Quels sont vos défis au quotidien ?
Cette question aurait pu être la seule de notre échange, car la réponse pourrait être longue. Je vais essayer de faire très simple.
Plusieurs défis m’animent au quotidien. Si je devais en citer 3, je mettrais en avant :
- Le défi de terminer ma journée en étant une meilleure personne que celle que j’étais en début de journée
- Le défi de répondre aux maximums de sollicitations qui arrivent chaque jour
- Le défi d’être disponible pour ma famille et mes proches
Je termine une journée en me disant qu’elle a été excellente, si j’arrive à valider chacun de ces points.
Quels sont vos perspectives ?
Mes perspectives sont nombreuses et très diversifiées. Ma philosophie, c’est que nous devons tous avoir conscience du rôle que nous avons à jouer pour que les événements évoluent autour de nous.
Personnellement, j’œuvre dans le social, dans l’éducation, dans l’éveil des consciences. Plusieurs projets dont je suis Co-penseur ont d’ailleurs déjà vu le jour au Burkina et en France. D’autres sont en cours de lancement avec toujours le même objectif : servir le plus grand nombre.

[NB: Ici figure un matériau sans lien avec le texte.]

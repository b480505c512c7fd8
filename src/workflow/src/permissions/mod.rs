//! Role-based permission resolution
//!
//! A user's permission set is resolved once from their role and then
//! carried on the [`ActingUser`] for every policy check.

pub mod roles;

pub use roles::{default_roles, RoleDefinition};

use crate::error::{Result, WorkflowError};
use cofund_core::{ActingUser, MemberId, Permission, PermissionSet, UserId};
use std::collections::HashMap;
use std::path::Path;
use tracing::{debug, info};

/// Source of role permissions
pub trait PermissionSource: Send + Sync {
    /// Permissions granted by a role; unknown roles grant nothing
    fn permissions_for_role(&self, role: &str) -> PermissionSet;

    /// Names of the roles granting a permission, sorted
    fn roles_with(&self, permission: Permission) -> Vec<String>;

    /// Build the acting user for an authenticated identity
    fn resolve(&self, user_id: UserId, role: Option<&str>, member_id: Option<MemberId>) -> ActingUser {
        let permissions = role
            .map(|r| self.permissions_for_role(r))
            .unwrap_or_default();

        debug!(
            user = %user_id,
            role = ?role,
            permissions = permissions.len(),
            "Resolved acting user"
        );

        ActingUser {
            id: user_id,
            role: role.map(str::to_string),
            member_id,
            permissions,
        }
    }

    /// Whether the user holds the named permission. Unknown names and users
    /// without a role fail closed.
    fn has_permission(&self, user: &ActingUser, name: &str) -> bool {
        match user.role.as_deref() {
            Some(role) if !role.trim().is_empty() => user.permissions.contains_named(name),
            _ => false,
        }
    }
}

/// Fixed role table loaded at startup
#[derive(Debug, Clone, Default)]
pub struct StaticRolePermissions {
    roles: HashMap<String, PermissionSet>,
}

impl StaticRolePermissions {
    /// Build the table from role definitions
    pub fn new(definitions: Vec<RoleDefinition>) -> Result<Self> {
        let mut roles = HashMap::with_capacity(definitions.len());

        for definition in definitions {
            let permissions = definition.resolve()?;
            if roles.insert(definition.name.clone(), permissions).is_some() {
                return Err(WorkflowError::Configuration(format!(
                    "Role '{}' is defined more than once",
                    definition.name
                )));
            }
        }

        info!(roles = roles.len(), "Loaded role permissions");
        Ok(Self { roles })
    }

    /// The default role catalogue
    pub fn with_default_roles() -> Self {
        let roles = default_roles()
            .into_iter()
            .filter_map(|d| d.resolve().ok().map(|p| (d.name, p)))
            .collect();
        Self { roles }
    }

    /// Parse a JSON list of role definitions
    pub fn from_json_str(json: &str) -> Result<Self> {
        let definitions: Vec<RoleDefinition> = serde_json::from_str(json)
            .map_err(|e| WorkflowError::Configuration(format!("Invalid role file: {}", e)))?;
        Self::new(definitions)
    }

    /// Load a JSON role file
    pub fn from_file(path: impl AsRef<Path>) -> Result<Self> {
        let path = path.as_ref();
        let json = std::fs::read_to_string(path)?;
        info!(path = %path.display(), "Reading role file");
        Self::from_json_str(&json)
    }

    pub fn role_names(&self) -> Vec<String> {
        let mut names: Vec<_> = self.roles.keys().cloned().collect();
        names.sort();
        names
    }
}

impl PermissionSource for StaticRolePermissions {
    fn permissions_for_role(&self, role: &str) -> PermissionSet {
        self.roles.get(role).cloned().unwrap_or_default()
    }

    fn roles_with(&self, permission: Permission) -> Vec<String> {
        let mut names: Vec<_> = self
            .roles
            .iter()
            .filter(|(_, set)| set.contains(permission))
            .map(|(name, _)| name.clone())
            .collect();
        names.sort();
        names
    }
}
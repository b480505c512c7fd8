use super::{Edge, Effect, Guard, Machine};
use cofund_core::{EntityKind, Permission as P, Status as S, Transition as T};

pub(super) static MEMBER: Machine = Machine {
    kind: EntityKind::Member,
    initial: S::PreRegistered,
    statuses: &[S::PreRegistered, S::Active, S::Suspended],
    terminal: &[],
    edges: &[
        Edge::new(T::Approve, S::PreRegistered, S::Active, &[P::ApproveMembers]),
        Edge::new(T::Suspend, S::Active, S::Suspended, &[P::SuspendMembers]).requires_note(),
        Edge::new(T::Reinstate, S::Suspended, S::Active, &[P::SuspendMembers]),
    ],
};

pub(super) static CONTRIBUTION: Machine = Machine {
    kind: EntityKind::Contribution,
    initial: S::Submitted,
    statuses: &[S::Submitted, S::Verified, S::Rejected],
    terminal: &[S::Verified, S::Rejected],
    edges: &[
        Edge::new(T::Confirm, S::Submitted, S::Verified, &[P::ConfirmContributions]),
        Edge::new(
            T::Reject,
            S::Submitted,
            S::Rejected,
            &[P::ConfirmContributions, P::RejectContributions],
        )
        .requires_note(),
    ],
};

pub(super) static LOAN: Machine = Machine {
    kind: EntityKind::Loan,
    initial: S::Pending,
    statuses: &[
        S::Pending,
        S::ApprovedL1,
        S::ApprovedL2,
        S::ApprovedL3,
        S::Disbursed,
        S::Rejected,
    ],
    terminal: &[S::Disbursed, S::Rejected],
    edges: &[
        Edge::new(T::ApproveL1, S::Pending, S::ApprovedL1, &[P::ApproveLoansL1]),
        Edge::new(T::ApproveL2, S::ApprovedL1, S::ApprovedL2, &[P::ApproveLoansL2]),
        Edge::new(T::ApproveL3, S::ApprovedL2, S::ApprovedL3, &[P::ApproveLoansL3]),
        Edge::new(T::Disburse, S::ApprovedL3, S::Disbursed, &[P::DisburseLoans]).requires_reference(),
        // Rejecting needs an approval level at or above the current stage
        Edge::new(
            T::Reject,
            S::Pending,
            S::Rejected,
            &[P::ApproveLoansL1, P::ApproveLoansL2, P::ApproveLoansL3],
        )
        .requires_note(),
        Edge::new(
            T::Reject,
            S::ApprovedL1,
            S::Rejected,
            &[P::ApproveLoansL1, P::ApproveLoansL2, P::ApproveLoansL3],
        )
        .requires_note(),
        Edge::new(
            T::Reject,
            S::ApprovedL2,
            S::Rejected,
            &[P::ApproveLoansL2, P::ApproveLoansL3],
        )
        .requires_note(),
        Edge::new(T::Reject, S::ApprovedL3, S::Rejected, &[P::ApproveLoansL3]).requires_note(),
    ],
};

pub(super) static HEALTH_CLAIM: Machine = Machine {
    kind: EntityKind::HealthClaim,
    initial: S::Submitted,
    statuses: &[S::Submitted, S::Approved, S::Paid, S::Rejected],
    terminal: &[S::Paid, S::Rejected],
    edges: &[
        Edge::new(T::Approve, S::Submitted, S::Approved, &[P::ApproveHealthClaims]),
        Edge::new(T::Pay, S::Approved, S::Paid, &[P::PayHealthClaims]).requires_reference(),
        Edge::new(
            T::Reject,
            S::Submitted,
            S::Rejected,
            &[P::ApproveHealthClaims, P::RejectHealthClaims],
        )
        .requires_note(),
    ],
};

pub(super) static CASHOUT_REQUEST: Machine = Machine {
    kind: EntityKind::CashoutRequest,
    initial: S::Pending,
    statuses: &[S::Pending, S::Verified, S::Approved, S::Disbursed, S::Rejected],
    terminal: &[S::Disbursed, S::Rejected],
    edges: &[
        Edge::new(T::Verify, S::Pending, S::Verified, &[P::VerifyCashouts]),
        Edge::new(T::Approve, S::Verified, S::Approved, &[P::ApproveCashouts]),
        Edge::new(T::Disburse, S::Approved, S::Disbursed, &[P::DisburseCashouts]).requires_reference(),
        Edge::new(
            T::Reject,
            S::Pending,
            S::Rejected,
            &[P::VerifyCashouts, P::ApproveCashouts],
        )
        .requires_note(),
        Edge::new(
            T::Reject,
            S::Verified,
            S::Rejected,
            &[P::VerifyCashouts, P::ApproveCashouts],
        )
        .requires_note(),
        Edge::new(
            T::Reject,
            S::Approved,
            S::Rejected,
            &[P::VerifyCashouts, P::ApproveCashouts],
        )
        .requires_note(),
    ],
};

pub(super) static PROGRAM_ENROLLMENT: Machine = Machine {
    kind: EntityKind::ProgramEnrollment,
    initial: S::Enrolled,
    statuses: &[S::Enrolled, S::Completed, S::Dropped],
    terminal: &[S::Dropped],
    edges: &[
        Edge::new(T::MarkCompleted, S::Enrolled, S::Completed, &[P::ManageEnrollments]),
        Edge::new(T::MarkDropped, S::Enrolled, S::Dropped, &[P::ManageEnrollments]),
        Edge::new(T::IssueCertificate, S::Completed, S::Completed, &[P::IssueCertificates])
            .guarded(Guard::CertificateNotIssued, Effect::IssueCertificate),
    ],
};
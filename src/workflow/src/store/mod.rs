//! Workflow persistence
//!
//! Every state change runs inside one [`StoreTransaction`]: the entity row
//! is locked, updated and its audit entry appended, then committed together.
//! Dropping a transaction without committing discards all of it.

pub mod memory;

#[cfg(feature = "postgres")]
pub mod postgres;

pub use memory::InMemoryStore;

#[cfg(feature = "postgres")]
pub use postgres::{PostgresConfig, PostgresStore};

use crate::audit::{AuditEntry, AuditQuery};
use crate::error::Result;
use crate::types::EntityRecord;
use async_trait::async_trait;
use cofund_core::{EntityId, EntityKind, MemberId};

/// Listing filter
#[derive(Debug, Clone, Copy, Default, PartialEq, Eq)]
pub struct ListFilter {
    /// Only records owned by this member
    pub member_id: Option<MemberId>,
    /// Include soft-deleted records
    pub include_deleted: bool,
}

impl ListFilter {
    pub fn owned_by(member_id: MemberId) -> Self {
        Self {
            member_id: Some(member_id),
            include_deleted: false,
        }
    }

    pub fn matches(&self, record: &EntityRecord) -> bool {
        self.member_id.map_or(true, |m| m == record.member_id)
            && (self.include_deleted || !record.is_deleted())
    }
}

/// Workflow store backend
#[async_trait]
pub trait WorkflowStore: Send + Sync {
    /// Open a unit of work
    async fn begin(&self) -> Result<Box<dyn StoreTransaction>>;

    /// Read one record without locking
    async fn get(&self, kind: EntityKind, id: EntityId) -> Result<Option<EntityRecord>>;

    /// Records of a kind, oldest first
    async fn list(&self, kind: EntityKind, filter: ListFilter) -> Result<Vec<EntityRecord>>;

    /// Audit entries, oldest first
    async fn audit_entries(&self, query: &AuditQuery) -> Result<Vec<AuditEntry>>;
}

/// One atomic unit of work
#[async_trait]
pub trait StoreTransaction: Send {
    /// Read a record and hold it until commit or drop
    async fn lock(&mut self, kind: EntityKind, id: EntityId) -> Result<Option<EntityRecord>>;

    async fn insert(&mut self, record: &EntityRecord) -> Result<()>;

    /// Replace a record. Fails unless `record.version` is exactly one
    /// past the stored version.
    async fn update(&mut self, record: &EntityRecord) -> Result<()>;

    /// Remove a record permanently
    async fn remove(&mut self, kind: EntityKind, id: EntityId) -> Result<()>;

    async fn append_audit(&mut self, entry: &AuditEntry) -> Result<()>;

    /// Make every staged write visible at once
    async fn commit(self: Box<Self>) -> Result<()>;
}
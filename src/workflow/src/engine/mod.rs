//! Workflow orchestrator
//!
//! Runs every operation as one unit of work:
//!
//! ```text
//! lock entity → policy decision → mutate → audit entry → commit → notify
//!                    ↓ deny                                  ↓
//!              Unauthorized                          [background task]
//! ```
//!
//! Any failure before commit drops the transaction, so the entity and the
//! audit log are left exactly as they were.

pub mod metrics;

pub use metrics::WorkflowMetrics;

use crate::audit::{AuditEntry, AuditQuery, AuditRecorder};
use crate::error::{Result, WorkflowError};
use crate::machine::machine_for;
use crate::notify::{NotificationDispatcher, Notifier, Recipient, WorkflowEvent};
use crate::permissions::PermissionSource;
use crate::policy::PolicyEngine;
use crate::store::{ListFilter, StoreTransaction, WorkflowStore};
use crate::types::{Action, EntityRecord, HistoryEntry, NewEntity, TransitionPayload};
use chrono::Utc;
use cofund_core::{ActingUser, EntityDetails, EntityId, EntityKind, Permission, Status, Transition};
use std::collections::BTreeSet;
use std::sync::Arc;
use std::time::{Duration, Instant};
use tracing::{debug, info, warn};

/// Orchestrator configuration
#[derive(Debug, Clone)]
pub struct EngineConfig {
    /// Delivery attempts per notification
    pub notify_max_attempts: u32,

    /// Base delay between attempts, multiplied by the attempt number
    pub notify_backoff: Duration,

    /// Enable metrics collection
    pub enable_metrics: bool,
}

impl Default for EngineConfig {
    fn default() -> Self {
        Self {
            notify_max_attempts: 3,
            notify_backoff: Duration::from_millis(200),
            enable_metrics: true,
        }
    }
}

/// Applies operations to workflow entities
pub struct WorkflowOrchestrator {
    store: Arc<dyn WorkflowStore>,
    permissions: Arc<dyn PermissionSource>,
    policy: PolicyEngine,
    audit: AuditRecorder,
    dispatcher: NotificationDispatcher,
    metrics: Option<Arc<WorkflowMetrics>>,
    config: EngineConfig,
}
//! Bearer token identity
//!
//! Tokens are HS256 JWTs carrying the user id, their single role and the
//! member record linked to them. Permissions are never read from the
//! token; they are resolved from the role on every request.

use crate::error::{ApiError, Result};
use cofund_core::{MemberId, UserId};
use jsonwebtoken::{decode, encode, Algorithm, DecodingKey, EncodingKey, Header, Validation};
use serde::{Deserialize, Serialize};
use std::time::{SystemTime, UNIX_EPOCH};

/// Minimum accepted secret length
pub const MIN_SECRET_LEN: usize = 32;

/// Payload stored in the token
#[derive(Debug, Clone, PartialEq, Eq, Serialize, Deserialize)]
pub struct Claims {
    /// User identifier
    pub sub: UserId,

    #[serde(default, skip_serializing_if = "Option::is_none")]
    pub role: Option<String>,

    #[serde(default, skip_serializing_if = "Option::is_none")]
    pub member_id: Option<MemberId>,

    /// Expiration time (Unix timestamp)
    pub exp: u64,
}

impl Claims {
    /// Claims expiring `ttl_seconds` from now
    pub fn new(sub: impl Into<UserId>, ttl_seconds: u64) -> Self {
        Self {
            sub: sub.into(),
            role: None,
            member_id: None,
            exp: now_seconds() + ttl_seconds,
        }
    }

    pub fn with_role(mut self, role: impl Into<String>) -> Self {
        self.role = Some(role.into());
        self
    }

    pub fn with_member(mut self, member_id: MemberId) -> Self {
        self.member_id = Some(member_id);
        self
    }
}

fn now_seconds() -> u64 {
    SystemTime::now()
        .duration_since(UNIX_EPOCH)
        .map(|d| d.as_secs())
        .unwrap_or(0)
}

/// Signs and verifies identity tokens with a shared secret
#[derive(Clone)]
pub struct TokenVerifier {
    encoding: EncodingKey,
    decoding: DecodingKey,
    validation: Validation,
}

impl TokenVerifier {
    /// Returns an error if the secret is shorter than [`MIN_SECRET_LEN`]
    pub fn new(secret: &str) -> Result<Self> {
        if secret.len() < MIN_SECRET_LEN {
            return Err(ApiError::InternalError(format!(
                "JWT secret must be at least {} characters",
                MIN_SECRET_LEN
            )));
        }

        Ok(Self {
            encoding: EncodingKey::from_secret(secret.as_bytes()),
            decoding: DecodingKey::from_secret(secret.as_bytes()),
            validation: Validation::new(Algorithm::HS256),
        })
    }

    pub fn issue(&self, claims: &Claims) -> Result<String> {
        encode(&Header::new(Algorithm::HS256), claims, &self.encoding)
            .map_err(|e| ApiError::InternalError(format!("Failed to sign token: {}", e)))
    }

    pub fn verify(&self, token: &str) -> Result<Claims> {
        decode::<Claims>(token, &self.decoding, &self.validation)
            .map(|data| data.claims)
            .map_err(|e| ApiError::Unauthenticated(format!("invalid token: {}", e)))
    }
}
//! # Cofund Core
//!
//! Shared domain vocabulary for the Cofund workflow service: entity kinds,
//! statuses, transitions, permissions, detail payloads and the acting user.
//! Both the workflow engine and the API server depend on this crate.

pub mod error;
pub mod types;

// Re-export commonly used types
pub use error::{CoreError, Result};
pub use types::{
    ActingUser, EntityDetails, EntityId, EntityKind, FieldError, MemberId, Permission,
    PermissionSet, Status, Transition, UserId,
};
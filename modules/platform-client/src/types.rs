use chrono::{DateTime, Utc};
use serde::Deserialize;

/// Wrapper for platform API responses.
#[derive(Debug, Clone, Deserialize)]
pub struct ApiResponse<T> {
    pub data: T,
}

/// Engagement counters for a single published post.
#[derive(Debug, Clone, Deserialize)]
pub struct PostMetrics {
    #[serde(default)]
    pub views: i64,
    #[serde(default, alias = "interactionCount")]
    pub interactions: i64,
    #[serde(default, alias = "engagementRate")]
    pub engagement_rate: Option<f64>,
}

impl PostMetrics {
    /// The platform's own rate when it reports one, otherwise interactions / views.
    pub fn effective_engagement_rate(&self) -> f64 {
        match self.engagement_rate {
            Some(rate) => rate,
            None if self.views > 0 => self.interactions as f64 / self.views as f64,
            None => 0.0,
        }
    }
}

/// A comment as the platform returns it. Every field is optional on the wire;
/// validation happens downstream.
#[derive(Debug, Clone, Deserialize)]
pub struct PlatformComment {
    pub id: Option<String>,
    #[serde(alias = "postId")]
    pub post_id: Option<String>,
    pub text: Option<String>,
    #[serde(alias = "username")]
    pub author: Option<String>,
    pub timestamp: Option<DateTime<Utc>>,
}
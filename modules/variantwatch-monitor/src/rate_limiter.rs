//! Token-bucket rate limiting for calls to the quota-limited platform API.
//!
//! One `RateLimiter` is built at startup and cloned into every component that
//! talks to the platform. Clones share the same bucket.

use std::future::Future;
use std::sync::{Arc, Mutex, MutexGuard, PoisonError};
use std::time::Duration;

use thiserror::Error;
use tokio::time::Instant;
use tracing::{debug, warn};

#[derive(Debug, Error, Clone, PartialEq, Eq)]
pub enum RateLimitError {
    #[error("rate limiter misconfigured: bucket is empty and refill rate is zero")]
    NoRefill,
}

/// Errors that carry a platform "slow down" signal (HTTP 429).
pub trait RateLimitSignal {
    fn is_rate_limited(&self) -> bool;
}

/// Failure of a call routed through `RateLimiter::call_with_backoff`.
#[derive(Debug, Error)]
pub enum CallError<E> {
    #[error(transparent)]
    Limiter(#[from] RateLimitError),

    /// Still rate limited after every attempt in the backoff policy.
    #[error("still rate limited after {attempts} attempts: {source}")]
    Exhausted { attempts: u32, source: E },

    /// The call failed for a reason other than rate limiting. Not retried.
    #[error(transparent)]
    Call(E),
}

impl<E> CallError<E> {
    /// The underlying call error, if the call itself ran and failed.
    pub fn call_error(&self) -> Option<&E> {
        match self {
            CallError::Call(e) | CallError::Exhausted { source: e, .. } => Some(e),
            CallError::Limiter(_) => None,
        }
    }
}

/// Bucket state. Always mutated under the limiter's single lock.
#[derive(Debug)]
pub struct TokenBucket {
    tokens: f64,
    max_tokens: f64,
    refill_rate: f64,
    last_refill: Instant,
}

impl TokenBucket {
    /// A full bucket.
    pub fn new(max_tokens: f64, refill_rate: f64) -> Self {
        Self {
            tokens: max_tokens,
            max_tokens,
            refill_rate,
            last_refill: Instant::now(),
        }
    }

    /// Credit tokens for the time since the last refill, capped at capacity.
    /// A clock that appears to go backwards credits nothing.
    fn refill(&mut self, now: Instant) {
        let elapsed = now.saturating_duration_since(self.last_refill).as_secs_f64();
        self.tokens = (self.tokens + elapsed * self.refill_rate).min(self.max_tokens);
        self.last_refill = now;
    }

    fn try_take(&mut self) -> bool {
        if self.tokens >= 1.0 {
            self.tokens -= 1.0;
            true
        } else {
            false
        }
    }

    /// How long until one whole token is available. None if it never will be.
    fn time_until_token(&self) -> Option<Duration> {
        if self.refill_rate <= 0.0 {
            return None;
        }
        let missing = (1.0 - self.tokens).max(0.0);
        Some(Duration::from_secs_f64(missing / self.refill_rate))
    }
}

#[derive(Clone)]
pub struct RateLimiter {
    bucket: Arc<Mutex<TokenBucket>>,
}

impl RateLimiter {
    pub fn new(max_tokens: f64, refill_rate: f64) -> Self {
        Self {
            bucket: Arc::new(Mutex::new(TokenBucket::new(max_tokens, refill_rate))),
        }
    }

    /// Burst capacity equals the per-minute quota; steady rate is quota / 60 per second.
    pub fn per_minute(calls_per_minute: u32) -> Self {
        let quota = f64::from(calls_per_minute);
        Self::new(quota, quota / 60.0)
    }

    fn lock(&self) -> MutexGuard<'_, TokenBucket> {
        self.bucket.lock().unwrap_or_else(PoisonError::into_inner)
    }

    /// Wait until a token is available, then consume it. Sleeps instead of spinning.
    /// Fails fast when the bucket is empty and can never refill.
    pub async fn acquire(&self) -> Result<(), RateLimitError> {
        loop {
            let wait = {
                let mut bucket = self.lock();
                bucket.refill(Instant::now());
                if bucket.try_take() {
                    return Ok(());
                }
                bucket.time_until_token().ok_or(RateLimitError::NoRefill)?
            };
            debug!(wait_ms = wait.as_millis() as u64, "Waiting for rate limit token");
            tokio::time::sleep(wait).await;
        }
    }

    /// Take a token if one is available right now. Leaves the bucket untouched otherwise.
    pub fn try_acquire(&self) -> bool {
        let mut bucket = self.lock();
        bucket.refill(Instant::now());
        bucket.try_take()
    }

    /// Tokens currently in the bucket (after refill).
    pub fn available(&self) -> f64 {
        let mut bucket = self.lock();
        bucket.refill(Instant::now());
        bucket.tokens
    }

    /// Run `op` behind a token. A rate-limited failure is retried after the
    /// policy's next delay (taking a fresh token each attempt); any other
    /// failure is returned immediately.
    pub async fn call_with_backoff<T, E, F, Fut>(
        &self,
        policy: &BackoffPolicy,
        mut op: F,
    ) -> Result<T, CallError<E>>
    where
        F: FnMut() -> Fut,
        Fut: Future<Output = Result<T, E>>,
        E: RateLimitSignal + std::fmt::Display,
    {
        let mut delays = policy.delays().into_iter();
        let mut attempt = 0u32;
        loop {
            attempt += 1;
            self.acquire().await?;
            match op().await {
                Ok(value) => return Ok(value),
                Err(e) if e.is_rate_limited() => match delays.next() {
                    Some(delay) => {
                        warn!(
                            attempt,
                            delay_ms = delay.as_millis() as u64,
                            error = %e,
                            "Rate limited by platform, backing off"
                        );
                        tokio::time::sleep(delay).await;
                    }
                    None => {
                        return Err(CallError::Exhausted {
                            attempts: attempt,
                            source: e,
                        })
                    }
                },
                Err(e) => return Err(CallError::Call(e)),
            }
        }
    }
}

/// Exponential backoff: `initial`, doubling each retry, capped at `max_delay`.
#[derive(Debug, Clone, Copy, PartialEq)]
pub struct BackoffPolicy {
    pub initial: Duration,
    pub max_delay: Duration,
    /// Total attempts including the first.
    pub max_attempts: u32,
}

impl Default for BackoffPolicy {
    /// 0.5s, 1s, 2s, 4s between five attempts; never more than 32s.
    fn default() -> Self {
        Self {
            initial: Duration::from_millis(500),
            max_delay: Duration::from_secs(32),
            max_attempts: 5,
        }
    }
}

impl BackoffPolicy {
    /// A policy that retries `retries` times starting at `initial`.
    pub fn with_retries(initial: Duration, retries: u32) -> Self {
        Self {
            initial,
            max_delay: Duration::from_secs(32),
            max_attempts: retries + 1,
        }
    }

    /// Short policy for transient infrastructure errors at a call site.
    pub fn transient() -> Self {
        Self {
            initial: Duration::from_secs(1),
            max_delay: Duration::from_secs(4),
            max_attempts: 3,
        }
    }

    /// The sleep before each retry, in order.
    pub fn delays(&self) -> Vec<Duration> {
        let retries = self.max_attempts.saturating_sub(1);
        (0..retries)
            .map(|i| {
                let factor = 2u32.saturating_pow(i);
                self.initial.saturating_mul(factor).min(self.max_delay)
            })
            .collect()
    }
}

/// Retry `op` while `should_retry` accepts the error, sleeping per `policy`.
pub async fn retry_with<T, E, F, Fut>(
    policy: &BackoffPolicy,
    should_retry: impl Fn(&E) -> bool,
    mut op: F,
) -> Result<T, E>
where
    F: FnMut() -> Fut,
    Fut: Future<Output = Result<T, E>>,
    E: std::fmt::Display,
{
    let mut delays = policy.delays().into_iter();
    loop {
        match op().await {
            Ok(value) => return Ok(value),
            Err(e) if should_retry(&e) => match delays.next() {
                Some(delay) => {
                    warn!(delay_ms = delay.as_millis() as u64, error = %e, "Transient failure, retrying");
                    tokio::time::sleep(delay).await;
                }
                None => return Err(e),
            },
            Err(e) => return Err(e),
        }
    }
}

- Quel est votre plus grand rêve pour le Burkina ?
La fin du terrorisme. Un Burkina libéré du terrorisme, un Burkina libéré des fractures qui nous ont divisés pendant trop longtemps.
- Vous êtes doctorant en Intelligence artificielle, avez-vous des projets dans ce sens pour le Burkina ? par exemple pour lutter contre le terrorisme ou promouvoir les initiatives des femmes et des jeunes ?
Ma thèse en Intelligence Artificielle (IA) a pour cadre principal l’utilisation de l’énergie solaire au Burkina et en Afrique. Lors de la phase d’investigation qui a débouché sur le choix de ma problématique, j’ai mis en analyse l’ensemble des perspectives actuelles et à venir pour un Burkina développé et prospère. La problématique sur le solaire est apparue rapidement comme une évidence au regard des enjeux énergétiques qui sont les nôtres.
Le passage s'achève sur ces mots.